I have consulted numerous clients with existing web sites on which they wanted new or added functionality. Occasionally, the client knows their site has problems and they ask me to just start over while keeping just their raw information. However, most clients aren't even aware that the person they paid to create their site originally either did it so long ago or did it before they really understood markup that their current site is a fairly out-of-date mess.
I've also seen the problem come from sites that were originally created using WYSIWYG editors like Dreamweaver or FrontPage. For personal pages and very small web sites, I don't think that using a WYSIWYG is a bad thing. It helps beginners really get rolling since memorizing markup is a fairly time-consuming effort if you're only going to do it once or twice in your life. However, if your site has any commercial or industrial applications, you simply can not afford the bloat and non-conformance of the markup that is generated by even the best WYSIWYG editor.

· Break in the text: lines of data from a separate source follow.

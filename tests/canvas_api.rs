//! Drives the engine the way a host does: config and snapshot in as JSON,
//! pointer messages in, callbacks and scenes out.
//!
//! Run with: cargo test --test canvas_api

use agent_canvas::canvas::geometry::connector_position;
use agent_canvas::session::SessionKind;
use agent_canvas::{
    dispatch, render, update, CanvasCallbacks, CanvasConfig, CanvasEvent, CanvasState, Connection, HitTarget, Message,
    Position, RejectionReason, WorkflowSnapshot,
};

const SNAPSHOT: &str = r#"{
    "nodes": [
        {"id": "trigger", "name": "When chat message received", "position": {"x": 0.0, "y": 0.0},
         "data": {"type": "CHAT_TRIGGER"}},
        {"id": "agent", "name": "Support agent", "position": {"x": 300.0, "y": 0.0},
         "data": {"type": "AGENT", "systemPrompt": "Be kind."}},
        {"id": "second", "name": "Other trigger", "position": {"x": 0.0, "y": 200.0},
         "data": {"type": "CHAT_TRIGGER"}}
    ],
    "connections": []
}"#;

#[derive(Default)]
struct Host {
    log: Vec<&'static str>,
    created: Vec<Connection>,
    rejected: Vec<RejectionReason>,
    sessions_open: i32,
}

impl CanvasCallbacks for Host {
    fn on_event(&mut self, event: &CanvasEvent) {
        self.log.push(event.name());
    }

    fn on_connection_created(&mut self, connection: &Connection) {
        self.created.push(connection.clone());
    }

    fn on_connection_creation_rejected(
        &mut self,
        reason: RejectionReason,
        _from: &agent_canvas::ConnectorRef,
        _to: &agent_canvas::ConnectorRef,
    ) {
        self.rejected.push(reason);
    }

    fn on_session_started(&mut self, _kind: SessionKind) {
        self.sessions_open += 1;
    }

    fn on_session_ended(&mut self, _kind: SessionKind) {
        self.sessions_open -= 1;
    }
}

struct Harness {
    state: CanvasState,
    host: Host,
}

impl Harness {
    fn new(config: &str) -> Self {
        let mut state = CanvasState::new(CanvasConfig::from_json(config).expect("valid config"));
        let snapshot = WorkflowSnapshot::from_json(SNAPSHOT).expect("valid snapshot");
        assert!(state.load_snapshot(snapshot).is_empty());
        Self {
            state,
            host: Host::default(),
        }
    }

    fn send(&mut self, msg: Message) -> bool {
        let mut events = Vec::new();
        let redraw = update(&mut self.state, &msg, &mut events);
        dispatch(&events, &mut self.host);
        redraw
    }

    fn screen_of(&self, node_id: &str, connector_id: &str) -> Position {
        let node = self.state.node(node_id).expect("node exists");
        let canvas = connector_position(&self.state.config.registry, node, connector_id).expect("connector exists");
        self.state.viewport.to_screen(canvas)
    }

    /// Hit-test geometrically, as a host without DOM markers would.
    fn hit(&self, screen: Position) -> HitTarget {
        HitTarget::from_geometry(
            &self.state.config.registry,
            &self.state.nodes,
            self.state.to_canvas(screen),
            self.state.config.connector_hit_radius,
        )
    }

    fn draw(&mut self, from: (&str, &str), to: (&str, &str)) {
        let start = self.screen_of(from.0, from.1);
        let end = self.screen_of(to.0, to.1);
        let press = self.hit(start);
        self.send(Message::PointerDown { target: press, screen: start });
        self.send(Message::PointerMove { screen: end });
        let release = self.hit(end);
        self.send(Message::PointerUp { target: release, screen: end });
    }
}

#[test]
fn host_wires_a_trigger_to_an_agent() {
    let mut h = Harness::new("{}");
    h.draw(("trigger", "output"), ("agent", "input-trigger"));
    h.draw(("second", "output"), ("agent", "input-trigger"));

    assert_eq!(h.host.created.len(), 1);
    assert_eq!(h.host.created[0].from_node_id, "trigger");
    assert_eq!(h.host.rejected, vec![RejectionReason::InputAlreadyConnected]);
    assert_eq!(h.host.sessions_open, 0);
    assert_eq!(
        h.host.log,
        vec![
            "sessionStarted",
            "connectionCreated",
            "sessionEnded",
            "sessionStarted",
            "connectionCreationRejected",
            "sessionEnded",
        ]
    );

    let scene = render(&h.state);
    assert_eq!(scene.edges.len(), 1);
    let agent = scene.nodes.iter().find(|n| n.id == "agent").unwrap();
    assert!(agent.reachable);
    assert!(agent.connectors.iter().any(|c| c.connector_id == "input-trigger" && c.connected));
}

#[test]
fn scene_follows_the_viewport() {
    let mut h = Harness::new(r#"{"zoom": {"min": 0.25, "max": 4.0, "step": 0.5, "initial": 1.0}}"#);
    assert!(h.send(Message::ZoomIn));
    assert_eq!(h.state.viewport.zoom, 1.5);

    h.send(Message::PointerDown {
        target: HitTarget::empty(),
        screen: Position::new(600.0, 600.0),
    });
    h.send(Message::PointerMove {
        screen: Position::new(630.0, 600.0),
    });
    h.send(Message::PointerUp {
        target: HitTarget::empty(),
        screen: Position::new(630.0, 600.0),
    });

    let scene = render(&h.state);
    assert_eq!(scene.zoom, 1.5);
    let agent = scene.nodes.iter().find(|n| n.id == "agent").unwrap();
    assert!((agent.x - (300.0 + 20.0) * 1.5).abs() < 1e-9);
    assert!((agent.width - 256.0 * 1.5).abs() < 1e-9);
}

#[test]
fn deleting_the_agent_clears_the_scene_edges() {
    let mut h = Harness::new("{}");
    h.draw(("trigger", "output"), ("agent", "input-trigger"));
    assert!(h.send(Message::DeleteNode {
        node_id: "agent".into(),
    }));

    let scene = render(&h.state);
    assert!(scene.edges.is_empty());
    assert!(scene.nodes.iter().all(|n| n.id != "agent"));
    let trigger = scene.nodes.iter().find(|n| n.id == "trigger").unwrap();
    assert!(trigger.connectors.iter().all(|c| !c.connected));
    assert!(h.host.log.ends_with(&["connectionDeleted", "nodeDeleted"]));
}

#[test]
fn bad_config_is_refused() {
    assert!(CanvasConfig::from_json(r#"{"zoom": {"min": 0.0}}"#).is_err());
    assert!(CanvasConfig::from_json("not json").is_err());
}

Fortunately, though, converting older, non-conforming documents into nice, modern documents is very simple. I've personally converted a site with around 150 separate documents to modern markup in about three hours. Additionally, there are now software utilities available to help automatically convert old markup to new markup.
Intended Audience
Before we start wading through the details, it's important that you have at least a little experience creating a basic web page. Some of the terms with which you should be familiar include "tag," "attribute," document structure, the document tree, and the document object. If you don't already know that all web documents are internally-structured documents that are arranged by the placement of SGML-like tags in a plain text file, well, be advised.
SGML is, simply, the idea that a document specifies structure and information by separating regions of the text file with "tags" that are indicated by enclosing keywords (and, possibly, additional information) between angle brackets (< and >). In modern applications, most data files are stored as either SGML or XML (which borrows SGML's basic tag concept) internally. Even when you're storing what is traditionally called "binary" files (like images, movies, music, etc) a lot of software is starting to use binary forms of SGML or XML since it allows programmers more flexibility in reading and writing such files. If you've ever opened a postscript file (files used for printing all types of documents), you've seen an SGML file. If you've poked around the files that current web browsers (like Mozilla Firefox) use to store information about settings, bookmarks, histories, etc, you've seen XML files.
Why Are Most Sites Using Old Markup?
It's important to understand that most web sites on the web right now (early 2005) do not use modern markup. A lot of time the reason for this is pure ignorance. I worked for a web development department for a large company only months ago and I found that only one of the three other developers was even interested in using current markup standards. The others seemed to understand that there are a few changes in markup, but since their old techniques were still working for the web browsers that they used, they didn't feel the need to update their markup.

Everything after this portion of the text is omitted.